The Allele description section of the report provides you with information on the gene name (complete with handy links to the Entrez Gene and OMIM records). It also includes information on the variant type, location of the cytogenetic, and genomic locations, the preferred name of the variation. The section also includes references to the Human Genome Variation Society’s database, the protein change, links to dbSNP, and 1000Genome.
The Conditions section describes the pathogenic condition created by the variation, and provides a link to MedGen which gives you more detail about the condition.
Below this are three tabs: Clinical Assertions, which provides you with information on the assertions made about this variant; the Genome View, which shows the genomic context of the variation; and the Evidence tab which provides information about the evidence backing up the assertions. The Clinical Assertions tab includes a link to the submitter’s record, which can give you an idea of the submitter’s previous submissions.
Now that we’ve see the results for a disease centric search, let’s take a look at a gene-centric search. As you can see the types of data returned are much the same.

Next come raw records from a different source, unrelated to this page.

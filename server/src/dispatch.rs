// SPDX-FileCopyrightText: 2023 Phoenix R&D GmbH <hello@phnx.im>
//
// SPDX-License-Identifier: AGPL-3.0-or-later

//! Dispatch for all websocket connections. It keeps the outbound channel of
//! every connected session plus a room → sessions subscription index, and
//! can fan an event out to a room, a set of sessions or a single session.
//!
//! Sends go through unbounded channels and never block; the session actor
//! drains its channel onto the socket. Both index locks are released before
//! anything is sent, so a slow session cannot stall fan-out to others.

use std::{
    collections::{HashMap, HashSet},
    sync::{Arc, Mutex},
};

use tokio::sync::mpsc;
use tracing::info;

use cachet_common::{
    events::server::ServerEvent,
    identifiers::{RoomId, SessionId},
};

#[derive(Clone, Default, Debug)]
pub struct EventDispatcher {
    senders: Arc<Mutex<HashMap<SessionId, mpsc::UnboundedSender<ServerEvent>>>>,
    rooms: Arc<Mutex<HashMap<RoomId, HashSet<SessionId>>>>,
}

impl EventDispatcher {
    /// Register a session's outbound channel.
    pub fn connect(&self, session_id: SessionId, tx: mpsc::UnboundedSender<ServerEvent>) {
        let mut senders = self.senders.lock().expect("dispatch lock poisoned");
        senders.insert(session_id, tx);
    }

    /// Drop a session and all its subscriptions.
    pub fn disconnect(&self, session_id: SessionId) {
        self.senders
            .lock()
            .expect("dispatch lock poisoned")
            .remove(&session_id);
        let mut rooms = self.rooms.lock().expect("dispatch lock poisoned");
        for subscribers in rooms.values_mut() {
            subscribers.remove(&session_id);
        }
        rooms.retain(|_, subscribers| !subscribers.is_empty());
    }

    pub fn subscribe(&self, session_id: SessionId, room_id: RoomId) {
        let mut rooms = self.rooms.lock().expect("dispatch lock poisoned");
        rooms.entry(room_id).or_default().insert(session_id);
    }

    pub fn unsubscribe(&self, session_id: SessionId, room_id: RoomId) {
        let mut rooms = self.rooms.lock().expect("dispatch lock poisoned");
        if let Some(subscribers) = rooms.get_mut(&room_id) {
            subscribers.remove(&session_id);
            if subscribers.is_empty() {
                rooms.remove(&room_id);
            }
        }
    }

    /// Forget a room's subscription index entirely (the room was deleted).
    pub fn drop_room(&self, room_id: RoomId) {
        self.rooms
            .lock()
            .expect("dispatch lock poisoned")
            .remove(&room_id);
    }

    /// Deliver an event to every session subscribed to the room. At most
    /// once per session; best effort. Returns the sessions that accepted
    /// the event.
    pub fn broadcast(
        &self,
        room_id: RoomId,
        event: &ServerEvent,
        exclude: Option<SessionId>,
    ) -> Vec<SessionId> {
        let subscribers: Vec<SessionId> = {
            let rooms = self.rooms.lock().expect("dispatch lock poisoned");
            rooms
                .get(&room_id)
                .map(|subscribers| {
                    subscribers
                        .iter()
                        .copied()
                        .filter(|id| Some(*id) != exclude)
                        .collect()
                })
                .unwrap_or_default()
        };
        self.to_sessions(&subscribers, event)
    }

    /// Deliver an event to each listed session, returning those that were
    /// live.
    pub fn to_sessions(&self, session_ids: &[SessionId], event: &ServerEvent) -> Vec<SessionId> {
        let channels: Vec<(SessionId, mpsc::UnboundedSender<ServerEvent>)> = {
            let senders = self.senders.lock().expect("dispatch lock poisoned");
            session_ids
                .iter()
                .filter_map(|id| senders.get(id).map(|tx| (*id, tx.clone())))
                .collect()
        };

        let mut delivered = Vec::with_capacity(channels.len());
        let mut dead = Vec::new();
        for (session_id, tx) in channels {
            if tx.send(event.clone()).is_ok() {
                delivered.push(session_id);
            } else {
                dead.push(session_id);
            }
        }
        for session_id in dead {
            info!(%session_id, "dropping session with closed channel");
            self.disconnect(session_id);
        }
        delivered
    }

    /// Acknowledgement/error path to one session.
    pub fn to_session(&self, session_id: SessionId, event: ServerEvent) -> bool {
        !self.to_sessions(&[session_id], &event).is_empty()
    }
}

One thing to note, the Display Settings link at the top of the Results table, has some useful features that you might want to take note of. You can display the results in a Summary format (as shown below), or as a list of UI (universal IDs) that can be used for your own data mining activities. Also, the Send to menu (at the far right of the screen) can help you save selected results to your own collection. So if for example, you wanted to create your own list of variations that for further study, you simply select those results, and select the Collections, File, or Clipboard item.